What you are asked to do – Task for the records below: count the lines that contain the word "limit" and give only that number.

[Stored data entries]
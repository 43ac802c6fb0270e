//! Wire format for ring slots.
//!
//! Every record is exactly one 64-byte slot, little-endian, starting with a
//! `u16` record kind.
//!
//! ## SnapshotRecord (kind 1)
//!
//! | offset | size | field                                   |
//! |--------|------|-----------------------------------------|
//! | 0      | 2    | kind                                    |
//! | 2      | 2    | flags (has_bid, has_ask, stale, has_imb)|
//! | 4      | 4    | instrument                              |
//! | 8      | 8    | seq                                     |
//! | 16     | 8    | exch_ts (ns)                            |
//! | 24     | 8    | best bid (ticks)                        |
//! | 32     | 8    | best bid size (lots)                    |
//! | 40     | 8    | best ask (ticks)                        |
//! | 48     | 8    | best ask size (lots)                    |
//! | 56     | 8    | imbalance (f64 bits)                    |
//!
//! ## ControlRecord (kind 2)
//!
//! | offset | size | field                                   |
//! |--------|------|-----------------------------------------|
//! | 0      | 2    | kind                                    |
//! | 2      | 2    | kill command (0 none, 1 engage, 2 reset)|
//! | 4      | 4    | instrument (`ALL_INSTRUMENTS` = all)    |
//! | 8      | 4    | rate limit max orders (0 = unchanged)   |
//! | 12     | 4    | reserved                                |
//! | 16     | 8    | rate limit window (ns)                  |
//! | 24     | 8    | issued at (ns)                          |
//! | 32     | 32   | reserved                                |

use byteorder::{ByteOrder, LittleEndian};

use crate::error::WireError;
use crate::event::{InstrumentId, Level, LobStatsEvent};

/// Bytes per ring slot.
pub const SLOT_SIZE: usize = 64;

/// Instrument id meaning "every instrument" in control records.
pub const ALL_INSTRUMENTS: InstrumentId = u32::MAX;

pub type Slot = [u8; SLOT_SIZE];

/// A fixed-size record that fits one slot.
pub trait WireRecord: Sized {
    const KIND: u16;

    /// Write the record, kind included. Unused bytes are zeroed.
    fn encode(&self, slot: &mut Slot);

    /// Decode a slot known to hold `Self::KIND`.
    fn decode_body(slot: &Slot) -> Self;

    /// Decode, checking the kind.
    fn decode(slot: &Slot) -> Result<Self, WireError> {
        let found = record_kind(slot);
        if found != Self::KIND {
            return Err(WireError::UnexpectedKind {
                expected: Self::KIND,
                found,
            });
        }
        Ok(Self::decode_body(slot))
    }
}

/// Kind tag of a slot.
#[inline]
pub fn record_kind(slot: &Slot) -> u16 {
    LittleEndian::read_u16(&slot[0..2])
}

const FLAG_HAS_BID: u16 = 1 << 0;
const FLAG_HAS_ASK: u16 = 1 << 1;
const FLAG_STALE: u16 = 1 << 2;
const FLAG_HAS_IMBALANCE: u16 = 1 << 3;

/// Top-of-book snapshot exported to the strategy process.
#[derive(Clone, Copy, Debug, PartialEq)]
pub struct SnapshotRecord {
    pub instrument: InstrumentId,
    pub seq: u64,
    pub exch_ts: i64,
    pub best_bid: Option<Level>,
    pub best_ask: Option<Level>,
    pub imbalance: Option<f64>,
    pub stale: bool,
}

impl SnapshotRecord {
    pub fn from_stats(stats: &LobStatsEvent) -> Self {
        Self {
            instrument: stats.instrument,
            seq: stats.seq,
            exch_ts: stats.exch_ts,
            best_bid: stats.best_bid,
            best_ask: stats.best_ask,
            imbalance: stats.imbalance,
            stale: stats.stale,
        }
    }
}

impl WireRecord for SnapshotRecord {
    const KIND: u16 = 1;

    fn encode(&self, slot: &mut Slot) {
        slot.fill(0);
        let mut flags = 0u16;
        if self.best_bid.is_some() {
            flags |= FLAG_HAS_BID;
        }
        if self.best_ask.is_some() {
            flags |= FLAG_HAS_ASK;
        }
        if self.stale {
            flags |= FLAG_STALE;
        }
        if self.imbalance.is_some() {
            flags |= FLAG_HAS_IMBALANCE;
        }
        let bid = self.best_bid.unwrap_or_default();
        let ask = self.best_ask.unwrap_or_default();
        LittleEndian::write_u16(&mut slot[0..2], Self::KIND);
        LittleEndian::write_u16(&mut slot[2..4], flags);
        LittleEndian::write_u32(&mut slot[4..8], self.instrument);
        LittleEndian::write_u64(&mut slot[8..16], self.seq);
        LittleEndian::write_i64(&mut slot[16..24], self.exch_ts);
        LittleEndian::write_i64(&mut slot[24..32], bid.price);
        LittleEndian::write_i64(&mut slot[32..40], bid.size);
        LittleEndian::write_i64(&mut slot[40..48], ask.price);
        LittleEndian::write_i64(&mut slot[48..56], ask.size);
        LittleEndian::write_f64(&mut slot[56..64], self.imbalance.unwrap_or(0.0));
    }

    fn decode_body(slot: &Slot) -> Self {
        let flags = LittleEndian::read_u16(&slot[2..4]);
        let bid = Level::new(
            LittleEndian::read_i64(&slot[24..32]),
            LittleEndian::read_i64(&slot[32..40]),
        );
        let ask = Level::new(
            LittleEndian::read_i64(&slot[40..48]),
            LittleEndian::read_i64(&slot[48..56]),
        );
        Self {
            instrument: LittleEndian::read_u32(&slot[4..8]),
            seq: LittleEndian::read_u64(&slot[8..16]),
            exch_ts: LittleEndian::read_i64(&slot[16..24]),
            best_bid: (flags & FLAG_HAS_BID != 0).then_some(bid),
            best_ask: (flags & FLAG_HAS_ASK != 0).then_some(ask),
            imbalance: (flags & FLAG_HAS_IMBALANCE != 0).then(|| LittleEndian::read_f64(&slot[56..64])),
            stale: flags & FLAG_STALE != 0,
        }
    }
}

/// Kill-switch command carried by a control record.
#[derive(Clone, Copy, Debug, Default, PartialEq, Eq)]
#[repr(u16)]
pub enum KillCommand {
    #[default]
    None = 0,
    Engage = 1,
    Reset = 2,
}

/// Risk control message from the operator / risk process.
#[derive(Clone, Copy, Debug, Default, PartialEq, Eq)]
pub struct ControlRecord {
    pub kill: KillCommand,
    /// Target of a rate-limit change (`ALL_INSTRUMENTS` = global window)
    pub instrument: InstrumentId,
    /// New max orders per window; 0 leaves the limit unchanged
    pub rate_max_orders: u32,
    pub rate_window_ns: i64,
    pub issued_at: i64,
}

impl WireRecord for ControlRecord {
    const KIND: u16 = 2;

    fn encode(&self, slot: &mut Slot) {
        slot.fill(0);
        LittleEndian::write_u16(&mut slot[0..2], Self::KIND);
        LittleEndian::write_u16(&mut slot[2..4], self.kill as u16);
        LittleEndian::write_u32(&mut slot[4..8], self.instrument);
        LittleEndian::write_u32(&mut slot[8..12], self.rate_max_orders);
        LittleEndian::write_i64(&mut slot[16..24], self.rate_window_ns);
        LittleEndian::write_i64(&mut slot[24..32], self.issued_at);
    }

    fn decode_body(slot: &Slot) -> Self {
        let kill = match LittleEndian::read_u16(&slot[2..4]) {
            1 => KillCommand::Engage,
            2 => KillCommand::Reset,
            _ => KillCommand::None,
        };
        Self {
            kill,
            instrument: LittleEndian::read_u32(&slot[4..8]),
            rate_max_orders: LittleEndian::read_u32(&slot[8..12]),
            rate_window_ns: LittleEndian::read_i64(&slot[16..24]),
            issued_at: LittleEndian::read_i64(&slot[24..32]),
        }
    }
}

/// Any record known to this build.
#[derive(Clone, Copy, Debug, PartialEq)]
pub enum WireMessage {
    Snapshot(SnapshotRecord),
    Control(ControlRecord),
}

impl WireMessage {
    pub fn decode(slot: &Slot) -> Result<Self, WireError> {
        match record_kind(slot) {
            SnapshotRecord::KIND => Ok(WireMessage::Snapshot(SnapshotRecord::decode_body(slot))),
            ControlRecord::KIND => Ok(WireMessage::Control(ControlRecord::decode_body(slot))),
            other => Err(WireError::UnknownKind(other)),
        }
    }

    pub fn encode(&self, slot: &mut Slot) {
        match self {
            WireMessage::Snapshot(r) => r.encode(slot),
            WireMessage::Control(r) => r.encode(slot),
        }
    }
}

---

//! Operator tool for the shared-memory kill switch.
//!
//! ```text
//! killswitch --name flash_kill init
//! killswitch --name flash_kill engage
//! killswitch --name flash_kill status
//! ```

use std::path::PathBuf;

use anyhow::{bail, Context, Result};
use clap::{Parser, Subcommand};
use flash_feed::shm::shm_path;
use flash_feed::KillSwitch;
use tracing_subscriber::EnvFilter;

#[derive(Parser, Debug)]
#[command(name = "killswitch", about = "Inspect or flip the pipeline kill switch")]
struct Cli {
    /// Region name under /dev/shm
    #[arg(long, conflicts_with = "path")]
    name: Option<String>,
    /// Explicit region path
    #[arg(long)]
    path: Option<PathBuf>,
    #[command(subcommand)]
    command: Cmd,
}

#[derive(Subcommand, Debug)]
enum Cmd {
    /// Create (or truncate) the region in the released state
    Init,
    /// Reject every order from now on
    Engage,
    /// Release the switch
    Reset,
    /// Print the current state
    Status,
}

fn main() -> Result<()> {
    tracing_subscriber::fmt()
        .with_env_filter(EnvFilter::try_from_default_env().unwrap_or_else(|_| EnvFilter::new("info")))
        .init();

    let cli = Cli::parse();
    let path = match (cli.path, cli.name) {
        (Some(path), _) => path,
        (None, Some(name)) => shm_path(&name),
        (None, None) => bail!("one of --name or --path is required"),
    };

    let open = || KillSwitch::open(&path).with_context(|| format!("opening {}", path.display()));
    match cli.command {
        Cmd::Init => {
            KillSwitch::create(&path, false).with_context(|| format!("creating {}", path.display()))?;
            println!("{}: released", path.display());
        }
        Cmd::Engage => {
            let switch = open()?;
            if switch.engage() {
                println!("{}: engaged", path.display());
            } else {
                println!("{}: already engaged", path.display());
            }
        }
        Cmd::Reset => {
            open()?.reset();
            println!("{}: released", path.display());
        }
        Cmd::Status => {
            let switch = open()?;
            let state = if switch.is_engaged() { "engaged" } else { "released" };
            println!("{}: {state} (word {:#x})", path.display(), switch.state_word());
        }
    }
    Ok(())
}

...

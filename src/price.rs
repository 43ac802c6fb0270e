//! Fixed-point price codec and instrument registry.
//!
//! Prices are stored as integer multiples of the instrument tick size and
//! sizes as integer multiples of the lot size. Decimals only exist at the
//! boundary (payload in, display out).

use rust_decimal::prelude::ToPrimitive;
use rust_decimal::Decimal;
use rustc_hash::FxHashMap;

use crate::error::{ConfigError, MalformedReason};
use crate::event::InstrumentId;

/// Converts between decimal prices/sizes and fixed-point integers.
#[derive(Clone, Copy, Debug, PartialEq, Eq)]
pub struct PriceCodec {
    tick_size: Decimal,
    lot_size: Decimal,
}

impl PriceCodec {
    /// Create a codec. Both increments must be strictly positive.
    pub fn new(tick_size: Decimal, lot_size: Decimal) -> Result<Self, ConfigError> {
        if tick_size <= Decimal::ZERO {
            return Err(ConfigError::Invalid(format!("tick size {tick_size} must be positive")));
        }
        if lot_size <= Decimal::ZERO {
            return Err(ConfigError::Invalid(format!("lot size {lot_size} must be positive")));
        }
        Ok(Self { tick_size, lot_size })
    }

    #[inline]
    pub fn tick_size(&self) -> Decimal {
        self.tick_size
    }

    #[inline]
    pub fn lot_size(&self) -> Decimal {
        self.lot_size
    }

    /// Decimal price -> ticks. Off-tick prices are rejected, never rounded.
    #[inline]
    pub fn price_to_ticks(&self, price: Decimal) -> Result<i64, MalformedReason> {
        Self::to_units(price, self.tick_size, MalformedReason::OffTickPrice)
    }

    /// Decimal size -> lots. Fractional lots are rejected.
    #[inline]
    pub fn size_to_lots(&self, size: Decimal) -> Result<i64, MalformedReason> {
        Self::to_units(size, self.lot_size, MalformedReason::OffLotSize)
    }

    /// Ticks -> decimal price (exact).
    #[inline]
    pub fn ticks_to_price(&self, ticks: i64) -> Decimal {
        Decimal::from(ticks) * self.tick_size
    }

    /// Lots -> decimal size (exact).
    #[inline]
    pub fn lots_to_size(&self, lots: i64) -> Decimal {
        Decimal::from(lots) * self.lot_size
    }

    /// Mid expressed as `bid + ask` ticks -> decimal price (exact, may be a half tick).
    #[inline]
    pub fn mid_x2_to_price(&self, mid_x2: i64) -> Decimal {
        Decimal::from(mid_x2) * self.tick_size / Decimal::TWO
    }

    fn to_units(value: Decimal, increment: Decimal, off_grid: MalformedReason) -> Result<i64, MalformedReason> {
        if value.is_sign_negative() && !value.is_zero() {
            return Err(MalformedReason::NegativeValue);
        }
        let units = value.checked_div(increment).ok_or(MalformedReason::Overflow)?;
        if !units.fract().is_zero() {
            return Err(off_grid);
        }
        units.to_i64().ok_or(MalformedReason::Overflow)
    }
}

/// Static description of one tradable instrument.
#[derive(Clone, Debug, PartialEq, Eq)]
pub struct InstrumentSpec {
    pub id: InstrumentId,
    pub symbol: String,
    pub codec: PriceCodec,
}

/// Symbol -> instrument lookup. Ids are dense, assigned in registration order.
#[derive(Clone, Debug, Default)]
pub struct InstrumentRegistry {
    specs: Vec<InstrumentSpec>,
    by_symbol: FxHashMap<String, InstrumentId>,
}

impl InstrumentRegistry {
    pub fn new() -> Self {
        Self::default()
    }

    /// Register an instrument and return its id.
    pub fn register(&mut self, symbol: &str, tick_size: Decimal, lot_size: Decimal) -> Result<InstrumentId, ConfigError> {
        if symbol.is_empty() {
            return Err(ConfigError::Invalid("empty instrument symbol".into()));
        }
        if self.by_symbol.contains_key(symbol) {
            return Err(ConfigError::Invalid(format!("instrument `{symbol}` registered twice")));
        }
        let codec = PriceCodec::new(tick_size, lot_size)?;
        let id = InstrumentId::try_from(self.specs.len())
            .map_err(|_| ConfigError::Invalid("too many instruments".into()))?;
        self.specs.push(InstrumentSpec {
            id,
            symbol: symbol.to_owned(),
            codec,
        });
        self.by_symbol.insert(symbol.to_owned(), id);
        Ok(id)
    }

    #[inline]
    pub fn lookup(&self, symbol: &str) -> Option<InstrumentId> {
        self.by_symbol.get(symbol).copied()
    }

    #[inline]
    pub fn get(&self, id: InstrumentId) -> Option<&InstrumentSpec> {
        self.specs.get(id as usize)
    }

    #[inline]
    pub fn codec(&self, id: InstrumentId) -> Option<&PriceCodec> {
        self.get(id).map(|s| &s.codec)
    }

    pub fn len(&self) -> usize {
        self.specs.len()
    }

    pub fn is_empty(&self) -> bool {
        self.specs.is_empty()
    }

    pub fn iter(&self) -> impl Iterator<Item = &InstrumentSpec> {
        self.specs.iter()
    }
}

Output for this task – 4